Actually, let me think about this more carefully. For n=100,000, O(n log n) should be acceptable.

Let me implement:

```python
def longest_k_repeated(s: str, k: int) -> int:
    if k == 1:
        return len(s)
    if len(s) == 0:
        return 0
    
    def check(length: int) -> bool:
        if length == 0:
            return False
        if length > len(s):
            return False
        
        # Use rolling hash to count substring occurrences
        # Double hash to avoid collisions
        MOD1 = 10**9 + 7
        MOD2 = 10**9 + 9
        BASE1 = 31
        BASE2 = 37
        
        n = len(s)
        if length > n:
            return False
        
        # Compute initial hashes
        h1 = 0
        h2 = 0
        for i in range(length):
            h1 = (h1 * BASE1 + ord(s[i])) % MOD1
            h2 = (h2 * BASE2 + ord(s[i])) % MOD2
        
        # Store hash pairs and count
        from collections import defaultdict
        hash_counts = defaultdict(int)
        hash_counts[(h1, h2)] = 1
        
        # Rolling hash for remaining substrings
        for i in range(1, n - length + 1):
            # Remove leading character
            h1 = (h1 - ord(s[i-1]) * pow(BASE1, length - 1, MOD1)) % MOD1
            h2 = (h2 - ord(s[i-1]) * pow(BASE2, length - 1, MOD2)) % MOD2
            
            # Add new character
            h1 = (h1 * BASE1 + ord(s[i + length - 1])) % MOD1
            h2 = (h2 * BASE2 + ord(s[i + length - 1])) % MOD2
            
            hash_counts[(h1, h2)] += 1
        
        # Check if any hash appears >= k times
        for count in hash_counts.values():
            if count >= k:
                return True
        
        return False
    
    # Binary search for the longest length
    left, right = 1, len(s)
    result = 0
    
    while left <= right:
        mid = (left + right) // 2
        if check(mid):
            result = mid
            left = mid + 1
        else:
            right = mid - 1
    
    return result
```

I'm carefully considering the edge cases and implementation details. The binary search approach allows me to efficiently find the longest substring that appears at least k times. Double hashing helps minimize collision risks, making the solution more robust for large input strings.

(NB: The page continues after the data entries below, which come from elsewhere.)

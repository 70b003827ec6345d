//! Local task queries.

use std::sync::Arc;

use axum::{
    extract::{Path, Query, State},
    Json,
};

use opsync_core::{ExternalId, StoredTask};

use crate::http::responses::{ApiError, DataResponse, ListResponse, StatusCount};
use crate::state::AppState;
use crate::store::TaskFilter;

/// List tasks, optionally filtered by status, assignee or project id.
pub async fn list_tasks(
    State(state): State<Arc<AppState>>,
    Query(filter): Query<TaskFilter>,
) -> Result<Json<ListResponse<StoredTask>>, ApiError> {
    let tasks = state.store.list(&filter).await?;
    Ok(Json(ListResponse::new(tasks)))
}

/// Get a task by local id.
pub async fn get_task(
    State(state): State<Arc<AppState>>,
    Path(id): Path<String>,
) -> Result<Json<DataResponse<StoredTask>>, ApiError> {
    let id: i64 = id.parse().map_err(|_| ApiError::TaskNotFound)?;
    let task = state.store.get(id).await?.ok_or(ApiError::TaskNotFound)?;
    Ok(Json(DataResponse::new(task)))
}

/// Get a task by upstream key.
pub async fn get_task_by_external_id(
    State(state): State<Arc<AppState>>,
    Path(external_id): Path<String>,
) -> Result<Json<DataResponse<StoredTask>>, ApiError> {
    let task = state
        .store
        .find_by_external_id(&ExternalId::new(external_id))
        .await?
        .ok_or(ApiError::TaskNotFound)?;
    Ok(Json(DataResponse::new(task)))
}

/// Task counts per status.
pub async fn task_stats(
    State(state): State<Arc<AppState>>,
) -> Result<Json<DataResponse<Vec<StatusCount>>>, ApiError> {
    let counts = state
        .store
        .count_by_status()
        .await?
        .into_iter()
        .map(|(status, count)| StatusCount { status, count })
        .collect();
    Ok(Json(DataResponse::new(counts)))
}
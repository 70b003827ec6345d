//! Upstream connector seam.

use async_trait::async_trait;

use opsync_core::CanonicalTask;
use opsync_openproject::OpenProjectClient;

/// Error type carried across the connector seam.
pub type BoxError = Box<dyn std::error::Error + Send + Sync>;

/// Source of candidate tasks for a reconciliation pass.
#[async_trait]
pub trait UpstreamConnector: Send + Sync {
    /// Cheap connectivity check run before every fetch.
    async fn test_connection(&self) -> Result<(), BoxError>;

    /// Fetch the candidate set, in upstream order.
    async fn get_tasks(&self) -> Result<Vec<CanonicalTask>, BoxError>;
}

#[async_trait]
impl UpstreamConnector for OpenProjectClient {
    async fn test_connection(&self) -> Result<(), BoxError> {
        OpenProjectClient::test_connection(self).await?;
        Ok(())
    }

    async fn get_tasks(&self) -> Result<Vec<CanonicalTask>, BoxError> {
        Ok(OpenProjectClient::get_tasks(self).await?)
    }
}
//! Per-pass reconciliation result.

use serde::{Deserialize, Serialize};

use crate::ExternalId;

/// A failure while reconciling one record.
#[derive(Debug, Clone, PartialEq, Eq, Serialize, Deserialize)]
pub struct ItemError {
    pub external_id: ExternalId,
    pub error: String,
}

/// Aggregate counts of one reconciliation pass.
///
/// Transient: returned from a single run and never persisted.
#[derive(Debug, Clone, Default, PartialEq, Eq, Serialize, Deserialize)]
pub struct SyncResult {
    /// Records that had no local counterpart.
    pub created: u32,

    /// Records that had a local counterpart, whether or not any field changed.
    pub updated: u32,

    /// Notifications that were delivered.
    pub notifications: u32,

    /// Per-record failures, in processing order.
    pub errors: Vec<ItemError>,
}

impl SyncResult {
    /// Record a per-record failure.
    pub fn push_error(&mut self, external_id: ExternalId, error: impl Into<String>) {
        self.errors.push(ItemError {
            external_id,
            error: error.into(),
        });
    }
}
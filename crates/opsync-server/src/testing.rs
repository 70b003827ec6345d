//! Test doubles for the engine seams.

use std::collections::HashSet;
use std::sync::atomic::{AtomicUsize, Ordering};
use std::sync::{Arc, Mutex};

use async_trait::async_trait;
use tokio::sync::Notify;

use opsync_core::{CanonicalTask, ExternalId, StoredTask};

use crate::notify::{Delivery, Notifier, NotifyError};
use crate::store::{InMemoryTaskStore, StoreError, TaskFilter, TaskStore, UpsertOutcome};
use crate::upstream::{BoxError, UpstreamConnector};

/// Scripted upstream.
#[derive(Default)]
pub struct FakeUpstream {
    tasks: Mutex<Vec<CanonicalTask>>,
    check_error: Option<String>,
    fetch_error: Option<String>,
    gate: Option<Arc<Notify>>,
    pub check_calls: AtomicUsize,
    pub fetch_calls: AtomicUsize,
}

impl FakeUpstream {
    pub fn with_tasks(tasks: Vec<CanonicalTask>) -> Self {
        Self {
            tasks: Mutex::new(tasks),
            ..Default::default()
        }
    }

    pub fn failing_check(message: &str) -> Self {
        Self {
            check_error: Some(message.to_string()),
            ..Default::default()
        }
    }

    pub fn failing_fetch(message: &str) -> Self {
        Self {
            fetch_error: Some(message.to_string()),
            ..Default::default()
        }
    }

    /// Make every fetch wait for a permit on `gate`.
    pub fn gated(mut self, gate: Arc<Notify>) -> Self {
        self.gate = Some(gate);
        self
    }

    pub fn set_tasks(&self, tasks: Vec<CanonicalTask>) {
        *self.tasks.lock().unwrap() = tasks;
    }
}

#[async_trait]
impl UpstreamConnector for FakeUpstream {
    async fn test_connection(&self) -> Result<(), BoxError> {
        self.check_calls.fetch_add(1, Ordering::SeqCst);
        match &self.check_error {
            Some(message) => Err(message.clone().into()),
            None => Ok(()),
        }
    }

    async fn get_tasks(&self) -> Result<Vec<CanonicalTask>, BoxError> {
        self.fetch_calls.fetch_add(1, Ordering::SeqCst);
        if let Some(gate) = &self.gate {
            gate.notified().await;
        }
        match &self.fetch_error {
            Some(message) => Err(message.clone().into()),
            None => Ok(self.tasks.lock().unwrap().clone()),
        }
    }
}

#[derive(Clone, Copy, Default)]
enum NotifierMode {
    #[default]
    Deliver,
    Disabled,
    Fail,
}

/// Notifier that records every call.
#[derive(Default)]
pub struct RecordingNotifier {
    mode: NotifierMode,
    new_calls: Mutex<Vec<ExternalId>>,
    changed_calls: Mutex<Vec<(ExternalId, Vec<String>)>>,
}

impl RecordingNotifier {
    pub fn disabled() -> Self {
        Self {
            mode: NotifierMode::Disabled,
            ..Default::default()
        }
    }

    pub fn failing() -> Self {
        Self {
            mode: NotifierMode::Fail,
            ..Default::default()
        }
    }

    pub fn new_calls(&self) -> Vec<ExternalId> {
        self.new_calls.lock().unwrap().clone()
    }

    pub fn changed_calls(&self) -> Vec<(ExternalId, Vec<String>)> {
        self.changed_calls.lock().unwrap().clone()
    }

    fn outcome(&self) -> Result<Delivery, NotifyError> {
        match self.mode {
            NotifierMode::Deliver => Ok(Delivery::Sent),
            NotifierMode::Disabled => Ok(Delivery::Disabled),
            NotifierMode::Fail => Err(NotifyError::NotConfigured),
        }
    }
}

#[async_trait]
impl Notifier for RecordingNotifier {
    async fn notify_new(&self, task: &CanonicalTask) -> Result<Delivery, NotifyError> {
        self.new_calls.lock().unwrap().push(task.external_id.clone());
        self.outcome()
    }

    async fn notify_changed(
        &self,
        task: &CanonicalTask,
        changes: &[String],
    ) -> Result<Delivery, NotifyError> {
        self.changed_calls
            .lock()
            .unwrap()
            .push((task.external_id.clone(), changes.to_vec()));
        self.outcome()
    }
}

/// In-memory store whose upserts fail for selected keys.
///
/// `record_calls` counts lookups and upserts made by a pass.
pub struct FailingStore {
    inner: InMemoryTaskStore,
    failing: HashSet<String>,
    pub record_calls: AtomicUsize,
}

impl FailingStore {
    pub fn failing_upserts<'a>(keys: impl IntoIterator<Item = &'a str>) -> Self {
        Self {
            inner: InMemoryTaskStore::new(),
            failing: keys.into_iter().map(str::to_string).collect(),
            record_calls: AtomicUsize::new(0),
        }
    }
}

#[async_trait]
impl TaskStore for FailingStore {
    fn is_persistent(&self) -> bool {
        false
    }

    async fn find_by_external_id(
        &self,
        external_id: &ExternalId,
    ) -> Result<Option<StoredTask>, StoreError> {
        self.record_calls.fetch_add(1, Ordering::SeqCst);
        self.inner.find_by_external_id(external_id).await
    }

    async fn upsert_by_external_id(
        &self,
        task: &CanonicalTask,
    ) -> Result<UpsertOutcome, StoreError> {
        self.record_calls.fetch_add(1, Ordering::SeqCst);
        if self.failing.contains(task.external_id.as_str()) {
            return Err(StoreError::Io(std::io::Error::new(
                std::io::ErrorKind::Other,
                "disk full",
            )));
        }
        self.inner.upsert_by_external_id(task).await
    }

    async fn get(&self, id: i64) -> Result<Option<StoredTask>, StoreError> {
        self.inner.get(id).await
    }

    async fn list(&self, filter: &TaskFilter) -> Result<Vec<StoredTask>, StoreError> {
        self.inner.list(filter).await
    }

    async fn count_by_status(&self) -> Result<Vec<(String, u64)>, StoreError> {
        self.inner.count_by_status().await
    }
}
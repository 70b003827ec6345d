//! opsync server library
//!
//! Mirrors upstream work packages into a local task store, one
//! reconciliation pass at a time, and announces new and changed tasks.
//! The binary wires these pieces to an HTTP surface and a periodic trigger.

pub mod config;
pub mod http;
pub mod metrics;
pub mod notify;
pub mod scheduler;
pub mod state;
pub mod store;
pub mod sync;
pub mod upstream;

#[cfg(test)]
mod testing;

pub use config::Config;
pub use notify::{Delivery, MessageNotifier, MessageSink, Notifier, NotifierConfig, NotifyError};
pub use scheduler::SyncScheduler;
pub use state::AppState;
pub use store::{InMemoryTaskStore, SqliteTaskStore, StoreError, TaskFilter, TaskStore};
pub use sync::{SyncError, SyncOrchestrator};
pub use upstream::UpstreamConnector;
//! Canonical task and local record types.

use chrono::{DateTime, Utc};
use serde::{Deserialize, Serialize};
use std::fmt;
use std::str::FromStr;

use crate::{CoreError, ExternalId};

/// Title used when upstream omits a subject.
pub const DEFAULT_TITLE: &str = "No title";
/// Project name used when upstream omits the project link.
pub const DEFAULT_PROJECT: &str = "Unknown project";
/// Status used when upstream omits the status link.
pub const DEFAULT_STATUS: &str = "unknown";
/// Assignee used when upstream omits the assignee link.
pub const DEFAULT_ASSIGNEE: &str = "Unassigned";
/// Priority used when upstream omits the priority link.
pub const DEFAULT_PRIORITY: &str = "Normal";

/// The normalized task shape produced from upstream data.
///
/// This is the unit of reconciliation: it is compared against the local
/// record with the same [`ExternalId`] and then written back as a whole.
#[derive(Debug, Clone, PartialEq, Serialize, Deserialize)]
pub struct CanonicalTask {
    /// Stable upstream key.
    pub external_id: ExternalId,

    pub title: String,

    /// May be empty.
    pub description: String,

    /// Project display name.
    pub project: String,

    /// Trailing path segment of the upstream project href.
    pub project_id: Option<String>,

    pub status: String,

    pub assignee: String,

    pub responsible: Option<String>,

    pub priority: String,

    pub estimated_hours: Option<f64>,

    pub spent_hours: Option<f64>,

    /// Relation links, `None` when the task has no links at all.
    pub related_to: Option<Vec<RelatedLink>>,

    /// Upstream creation time as `YYYY-MM-DD HH:MM:SS` (UTC).
    pub op_created_at: Option<String>,

    /// Upstream update time as `YYYY-MM-DD HH:MM:SS` (UTC).
    pub op_updated_at: Option<String>,
}

impl CanonicalTask {
    /// Create a task carrying the upstream defaults for every optional field.
    pub fn new(external_id: impl Into<ExternalId>, title: impl Into<String>) -> Self {
        Self {
            external_id: external_id.into(),
            title: title.into(),
            description: String::new(),
            project: DEFAULT_PROJECT.to_string(),
            project_id: None,
            status: DEFAULT_STATUS.to_string(),
            assignee: DEFAULT_ASSIGNEE.to_string(),
            responsible: None,
            priority: DEFAULT_PRIORITY.to_string(),
            estimated_hours: None,
            spent_hours: None,
            related_to: None,
            op_created_at: None,
            op_updated_at: None,
        }
    }

    /// Builder method to set the status.
    pub fn with_status(mut self, status: impl Into<String>) -> Self {
        self.status = status.into();
        self
    }

    /// Builder method to set the assignee.
    pub fn with_assignee(mut self, assignee: impl Into<String>) -> Self {
        self.assignee = assignee.into();
        self
    }

    /// Builder method to set the responsible person.
    pub fn with_responsible(mut self, responsible: Option<String>) -> Self {
        self.responsible = responsible;
        self
    }

    /// Builder method to set the priority.
    pub fn with_priority(mut self, priority: impl Into<String>) -> Self {
        self.priority = priority.into();
        self
    }

    /// Builder method to set the project name and id.
    pub fn with_project(mut self, project: impl Into<String>, project_id: Option<String>) -> Self {
        self.project = project.into();
        self.project_id = project_id;
        self
    }

    /// Serialize the relation links the way they are persisted.
    pub fn related_to_json(&self) -> Result<Option<String>, CoreError> {
        match &self.related_to {
            Some(links) => Ok(Some(serde_json::to_string(links)?)),
            None => Ok(None),
        }
    }

    /// Parse persisted relation links.
    pub fn parse_related_to(raw: Option<&str>) -> Result<Option<Vec<RelatedLink>>, CoreError> {
        match raw {
            Some(text) if !text.is_empty() => Ok(Some(serde_json::from_str(text)?)),
            _ => Ok(None),
        }
    }
}

/// Kind of relation between two upstream tasks.
#[derive(Debug, Clone, Copy, PartialEq, Eq, Hash, Serialize, Deserialize)]
#[serde(rename_all = "snake_case")]
pub enum LinkType {
    Parent,
    Child,
    Related,
    Blocks,
    BlockedBy,
}

impl LinkType {
    /// Wire name of the link type.
    pub fn as_str(&self) -> &'static str {
        match self {
            Self::Parent => "parent",
            Self::Child => "child",
            Self::Related => "related",
            Self::Blocks => "blocks",
            Self::BlockedBy => "blocked_by",
        }
    }

    /// Title used when the upstream link carries none.
    pub fn default_title(&self) -> &'static str {
        match self {
            Self::Parent => "Parent task",
            Self::Child => "Child task",
            Self::Related => "Related task",
            Self::Blocks => "Blocked task",
            Self::BlockedBy => "Blocking task",
        }
    }
}

impl fmt::Display for LinkType {
    fn fmt(&self, f: &mut fmt::Formatter<'_>) -> fmt::Result {
        f.write_str(self.as_str())
    }
}

impl FromStr for LinkType {
    type Err = CoreError;

    fn from_str(s: &str) -> Result<Self, Self::Err> {
        match s {
            "parent" => Ok(Self::Parent),
            "child" => Ok(Self::Child),
            "related" => Ok(Self::Related),
            "blocks" => Ok(Self::Blocks),
            "blocked_by" => Ok(Self::BlockedBy),
            other => Err(CoreError::UnknownLinkType(other.to_string())),
        }
    }
}

/// One `{type, id, title}` relation descriptor.
#[derive(Debug, Clone, PartialEq, Eq, Serialize, Deserialize)]
pub struct RelatedLink {
    #[serde(rename = "type")]
    pub link_type: LinkType,
    pub id: String,
    pub title: String,
}

impl RelatedLink {
    pub fn new(link_type: LinkType, id: impl Into<String>, title: impl Into<String>) -> Self {
        Self {
            link_type,
            id: id.into(),
            title: title.into(),
        }
    }
}

/// A task as persisted in the local store.
#[derive(Debug, Clone, PartialEq, Serialize, Deserialize)]
pub struct StoredTask {
    /// Local row identifier.
    pub id: i64,

    #[serde(flatten)]
    pub task: CanonicalTask,

    /// When the local row was first written.
    pub created_at: DateTime<Utc>,

    /// When the local row was last written.
    pub updated_at: DateTime<Utc>,
}
//! Reconciliation run status.

use chrono::{DateTime, Utc};
use serde::{Deserialize, Serialize};

/// Outcome of the most recent reconciliation pass.
#[derive(Debug, Clone, Copy, Default, PartialEq, Eq, Hash, Serialize, Deserialize)]
#[serde(rename_all = "lowercase")]
pub enum SyncState {
    /// No pass has started since the process came up.
    #[default]
    Never,
    /// A pass is in progress.
    Running,
    /// The last pass completed (possibly with per-record errors).
    Ok,
    /// The last pass aborted on a fatal error.
    Failed,
}

impl SyncState {
    pub fn as_str(&self) -> &'static str {
        match self {
            Self::Never => "never",
            Self::Running => "running",
            Self::Ok => "ok",
            Self::Failed => "failed",
        }
    }
}

/// Observable status of the reconciliation engine.
///
/// Only the orchestrator mutates this; everything else reads snapshots.
#[derive(Debug, Clone, Default, PartialEq, Eq, Serialize, Deserialize)]
#[serde(rename_all = "camelCase")]
pub struct RunStatus {
    /// When the last pass started.
    pub last_run: Option<DateTime<Utc>>,

    pub last_status: SyncState,

    /// Fatal error of the last pass, if it failed.
    pub last_error: Option<String>,

    pub is_running: bool,
}

impl RunStatus {
    /// Mark a pass as started.
    pub fn begin(&mut self, now: DateTime<Utc>) {
        self.is_running = true;
        self.last_run = Some(now);
        self.last_status = SyncState::Running;
        self.last_error = None;
    }

    /// Mark the current pass as completed.
    pub fn complete(&mut self) {
        self.last_status = SyncState::Ok;
        self.is_running = false;
    }

    /// Mark the current pass as failed with a fatal error.
    pub fn fail(&mut self, error: impl Into<String>) {
        self.last_status = SyncState::Failed;
        self.last_error = Some(error.into());
        self.is_running = false;
    }
}
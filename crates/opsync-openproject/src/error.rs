//! Error types for the OpenProject connector.

use thiserror::Error;

/// Errors that can occur when talking to OpenProject.
#[derive(Debug, Error)]
pub enum UpstreamError {
    /// No API key configured.
    #[error("OpenProject API key not configured")]
    MissingApiKey,

    /// Connectivity check failed.
    #[error("Connection failed: {0}")]
    Connection(String),

    /// Transport-level HTTP error.
    #[error("HTTP error: {0}")]
    Http(#[from] reqwest::Error),

    /// Non-success HTTP status.
    #[error("Request failed with status code {status}")]
    Status { status: u16 },

    /// The API key's user could not be resolved.
    #[error("Could not get current user ID. Please check API key permissions.")]
    CurrentUser,

    /// Serialization/deserialization error.
    #[error("serialization error: {0}")]
    Serialization(#[from] serde_json::Error),

    /// A work package could not be mapped.
    #[error("mapping error: {0}")]
    Mapping(#[from] MappingError),
}

/// Errors raised while mapping a raw work package.
#[derive(Debug, Error, PartialEq, Eq)]
pub enum MappingError {
    /// A timestamp was present but not parseable.
    #[error("invalid timestamp '{value}' in {field}")]
    InvalidTimestamp { field: &'static str, value: String },

    /// A relation link in a link list had no href.
    #[error("{link_type} link without href on work package {work_package}")]
    MissingHref {
        link_type: &'static str,
        work_package: String,
    },
}
//! The reconciliation pass.

use std::sync::{Arc, Mutex, MutexGuard, PoisonError};

use chrono::Utc;
use tracing::{debug, error, info, warn};

use opsync_core::{detect_changes, CanonicalTask, RunStatus, SyncResult};

use super::SyncError;
use crate::notify::{Delivery, NotifyError, Notifier};
use crate::store::{StoreError, TaskStore};
use crate::upstream::UpstreamConnector;

/// Drives reconciliation passes and owns the run status.
///
/// At most one pass runs at a time per orchestrator: the running flag is
/// checked and set under one lock acquisition, and a concurrent call is
/// rejected with [`SyncError::AlreadyRunning`] without touching the status.
pub struct SyncOrchestrator {
    upstream: Arc<dyn UpstreamConnector>,
    store: Arc<dyn TaskStore>,
    notifier: Arc<dyn Notifier>,
    status: Mutex<RunStatus>,
}

impl SyncOrchestrator {
    pub fn new(
        upstream: Arc<dyn UpstreamConnector>,
        store: Arc<dyn TaskStore>,
        notifier: Arc<dyn Notifier>,
    ) -> Self {
        Self {
            upstream,
            store,
            notifier,
            status: Mutex::new(RunStatus::default()),
        }
    }

    /// Snapshot of the current run status.
    pub fn status(&self) -> RunStatus {
        lock(&self.status).clone()
    }

    /// Run one reconciliation pass.
    pub async fn run(&self) -> Result<SyncResult, SyncError> {
        let pass = self.begin()?;
        info!("Starting sync pass");

        if let Err(e) = self.upstream.test_connection().await {
            let err = SyncError::Connectivity(e.to_string());
            error!(error = %err, "Upstream connectivity check failed");
            pass.fail(&err);
            return Err(err);
        }

        let candidates = match self.upstream.get_tasks().await {
            Ok(tasks) => tasks,
            Err(e) => {
                let err = SyncError::Fetch(e.to_string());
                error!(error = %err, "Failed to fetch upstream tasks");
                pass.fail(&err);
                return Err(err);
            }
        };
        debug!(count = candidates.len(), "Fetched upstream tasks");

        let mut result = SyncResult::default();
        for task in &candidates {
            if let Err(e) = self.reconcile(task, &mut result).await {
                warn!(external_id = %task.external_id, error = %e, "Failed to reconcile task");
                result.push_error(task.external_id.clone(), e.to_string());
            }
        }

        pass.complete();
        info!(
            created = result.created,
            updated = result.updated,
            notifications = result.notifications,
            errors = result.errors.len(),
            "Sync pass completed"
        );
        Ok(result)
    }

    fn begin(&self) -> Result<PassGuard<'_>, SyncError> {
        let mut status = lock(&self.status);
        if status.is_running {
            return Err(SyncError::AlreadyRunning);
        }
        status.begin(Utc::now());
        Ok(PassGuard {
            status: &self.status,
            finished: false,
        })
    }

    async fn reconcile(
        &self,
        task: &CanonicalTask,
        result: &mut SyncResult,
    ) -> Result<(), StoreError> {
        let prior = self.store.find_by_external_id(&task.external_id).await?;
        self.store.upsert_by_external_id(task).await?;

        match prior {
            Some(prior) => {
                let changes = detect_changes(&prior.task, task);
                if !changes.is_empty() {
                    let delivery = self.notifier.notify_changed(task, &changes).await;
                    record_delivery(task, "change", delivery, result);
                }
                result.updated += 1;
            }
            None => {
                let delivery = self.notifier.notify_new(task).await;
                record_delivery(task, "new task", delivery, result);
                result.created += 1;
            }
        }
        Ok(())
    }
}

fn record_delivery(
    task: &CanonicalTask,
    kind: &'static str,
    delivery: Result<Delivery, NotifyError>,
    result: &mut SyncResult,
) {
    match delivery {
        Ok(Delivery::Sent) => result.notifications += 1,
        Ok(Delivery::Disabled) => {}
        Err(e) => {
            warn!(external_id = %task.external_id, kind, error = %e, "Failed to send notification");
        }
    }
}

fn lock(status: &Mutex<RunStatus>) -> MutexGuard<'_, RunStatus> {
    status.lock().unwrap_or_else(PoisonError::into_inner)
}

/// Clears the running flag when a pass ends, including by cancellation.
struct PassGuard<'a> {
    status: &'a Mutex<RunStatus>,
    finished: bool,
}

impl PassGuard<'_> {
    fn complete(mut self) {
        lock(self.status).complete();
        self.finished = true;
    }

    fn fail(mut self, err: &SyncError) {
        lock(self.status).fail(err.to_string());
        self.finished = true;
    }
}

impl Drop for PassGuard<'_> {
    fn drop(&mut self) {
        if !self.finished {
            lock(self.status).fail("sync pass aborted");
        }
    }
}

The key challenge is handling the rolling hash computation efficiently while avoiding potential hash collisions. I'll need to carefully manage the hash calculations to ensure accuracy.

The implementation requires careful handling of edge cases like empty strings, single character strings, and scenarios where no substring meets the k-occurrence requirement.

I'll focus on creating a robust solution that can handle various input scenarios while maintaining computational efficiency.

The binary search approach allows me to systematically explore substring lengths, checking each potential length against the k-occurrence constraint. By using rolling hash techniques, I can efficiently count substring occurrences without exhaustive enumeration.

Key considerations include managing hash collisions, handling edge cases like empty strings, and ensuring the algorithm performs well within the 100,000 character limit.

The implementation will leverage Python's built-in collections and mathematical operations to create a concise yet powerful substring analysis method.